The history of Bessarabia is convoluted, to put it mildly. It was first conquered by the Russian Empire in the early nineteenth century, following a war with the Ottomans, and was officially named Bessarabia, which also included most of today’s Moldova. The population of Nogai Tatars was expelled and replaced by Christian settlers, many of whom came from territories under Ottoman rule. In 1918, in the chaos after the Bolshevik Revolution, the region was claimed by Romania, which harbored its own expansionist dreams. At the beginning of the Second World War the Soviets briefly annexed it, the Romanians reclaimed it, and the Soviets took it back a year later. Upon the dissolution of the USSR in 1991, southern Bessarabia stayed within the borders of modern-day Ukraine (the rest of the region went to Moldova).
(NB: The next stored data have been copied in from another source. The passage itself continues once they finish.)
use loanscout_core::config::AppConfig;
use loanscout_core::domain::loan::LoanTypeCode;
use loanscout_core::errors::TransportFailure;
use loanscout_core::routing::ProviderRequest;
use loanscout_gateway::{HttpLoanApiClient, LoanApiClient};
use mockito::Matcher;
use rust_decimal::Decimal;

fn housing_request(base_url: String) -> ProviderRequest {
    ProviderRequest {
        loan_type: LoanTypeCode::Housing,
        endpoint_base_url: base_url,
        amount: Decimal::from(5_000_000),
        maturity_months: 48,
    }
}

fn client() -> HttpLoanApiClient {
    HttpLoanApiClient::new(&AppConfig::default().http).expect("default http config is valid")
}

#[tokio::test]
async fn get_carries_device_and_accept_headers_and_query() {
    let mut server = mockito::Server::new_async().await;
    let mock = server
        .mock("GET", "/housing")
        .match_header("accept", "text/plain")
        .match_header("device", "1")
        .match_query(Matcher::AllOf(vec![
            Matcher::UrlEncoded("Amount".into(), "5000000".into()),
            Matcher::UrlEncoded("Maturity".into(), "48".into()),
        ]))
        .with_status(200)
        .with_header("content-type", "application/json")
        .with_body(r#"{"products": []}"#)
        .expect(1)
        .create_async()
        .await;

    let body = client()
        .fetch(&housing_request(format!("{}/housing", server.url())))
        .await
        .expect("provider responds with 200");

    assert_eq!(body, r#"{"products": []}"#);
    mock.assert_async().await;
}

#[tokio::test]
async fn non_success_status_reports_code_and_reason() {
    let mut server = mockito::Server::new_async().await;
    let _mock = server
        .mock("GET", "/housing")
        .match_query(Matcher::Any)
        .with_status(503)
        .with_body("maintenance")
        .create_async()
        .await;

    let error = client()
        .fetch(&housing_request(format!("{}/housing", server.url())))
        .await
        .expect_err("503 is a transport failure");

    assert_eq!(
        error,
        TransportFailure::Status { code: 503, reason: "Service Unavailable".to_string() }
    );
    assert_eq!(error.to_string(), "HTTP 503: Service Unavailable");
}

#[tokio::test]
async fn each_fetch_is_a_single_attempt() {
    let mut server = mockito::Server::new_async().await;
    let mock = server
        .mock("GET", "/housing")
        .match_query(Matcher::Any)
        .with_status(500)
        .expect(1)
        .create_async()
        .await;

    let result = client().fetch(&housing_request(format!("{}/housing", server.url()))).await;

    assert!(matches!(result, Err(TransportFailure::Status { code: 500, .. })));
    mock.assert_async().await;
}

#[tokio::test]
async fn unreachable_endpoint_is_a_network_failure() {
    let error = client()
        .fetch(&housing_request("http://127.0.0.1:1/housing".to_string()))
        .await
        .expect_err("nothing listens on port 1");

    assert!(matches!(error, TransportFailure::Network(_)));
}

#[tokio::test]
async fn non_success_status_keeps_server_reason_text() {
    use tokio::io::{AsyncReadExt, AsyncWriteExt};
    use tokio::net::TcpListener;

    let listener = TcpListener::bind("127.0.0.1:0").await.expect("bind local listener");
    let address = listener.local_addr().expect("listener address");
    let server = tokio::spawn(async move {
        let (mut stream, _) = listener.accept().await.expect("accept connection");
        let mut request = [0u8; 1024];
        let _ = stream.read(&mut request).await;
        stream
            .write_all(
                b"HTTP/1.1 503 Provider Maintenance\r\n\
                  content-length: 0\r\nconnection: close\r\n\r\n",
            )
            .await
            .expect("write response");
    });

    let error = client()
        .fetch(&housing_request(format!("http://{address}/housing")))
        .await
        .expect_err("503 is a transport failure");

    assert_eq!(
        error,
        TransportFailure::Status { code: 503, reason: "Provider Maintenance".to_string() }
    );
    server.await.expect("server task");
}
Bessarabia’s existence within independent Ukraine hasn’t been without difficulties. Like other regions in the country—as in most places in the former Soviet Union—it was devastated by the economic meltdown of the post-socialist years, but to an even greater degree. The closure of industries like fish-canning and the dissolution of collective farms left much of the population impoverished and resentful. Shady entrepreneurs, often with links to the former Communist Party and the KGB, turned the region into their personal fiefdom, businesses and communities. Far away from Kyiv’s concerns, Bessarabia was left to survive on its own, abandoned and neglected.
It’s in this context that nostalgia for the Soviet Union has taken hold, compounded by the social and political disconnect from Kyiv. Pro-Russian parties have consistently dominated elections in the region, much like in the east of the country, and Russian mass media has established itself as the main source of information. The Maidan revolution in 2014 was met with some hostility, and Putin’s annexation of Crimea was cheered by more than a few. The recent removal of Russian as a regional language, and an education reform bill that requires schools to teach in Ukrainian, have become galvanizing issues as well, fanned by Kremlin propaganda. In fact, encouraged by Russian intelligence, Bessarabia had its own separatist movement in 2014 and 2015, which aimed to establish “a people’s republic” on the model of those in Donetsk and Luhansk, but the messy war in the Donbas considerably dampened the enthusiasm. Not to take any chances, the Ukrainian security services acted quickly and nipped the conspiracy in the bud.
●
Two weeks into the current war, I took a ferry across the Danube from Romania into Bessarabia. My initial contacts there were pro-Ukrainian locals, some of whom I’d met on previous visits in the area. They were all seized by a newfound sense of patriotism and determination to resist Russia’s aggression at any cost.
A friend of mine, Ivan Rusev, a Ukrainian of Bulgarian descent and one of the bravest and most dedicated environmentalists I know, together with his colleague Iryna Vykhrystyuk, the director of Tuzlovski Lagoons National Park (on Bessarabia’s Black Sea coast), had switched from fighting local poachers to helping in the fight against a foreign invasion. Yaroslav Kichuk, the rector of Izmail’s State University for the Humanities, the only institution of higher learning southwest of Odesa, had turned the student dormitories into a refugee camp and was working round the clock to help the needy. “Only now we’re starting to become a single political nation and to understand and value a free and independent Ukraine,” Kichuk told me. “The current Russian leadership did quite a lot—in quotation marks—to help us abandon the Soviet allegiances and quicken the formation of Ukraine’s statehood.” There were many others I met in Bessarabia, of various professional backgrounds—teachers, students, artists, janitors—who were doing their best to contribute, in one way or another, to the common war effort.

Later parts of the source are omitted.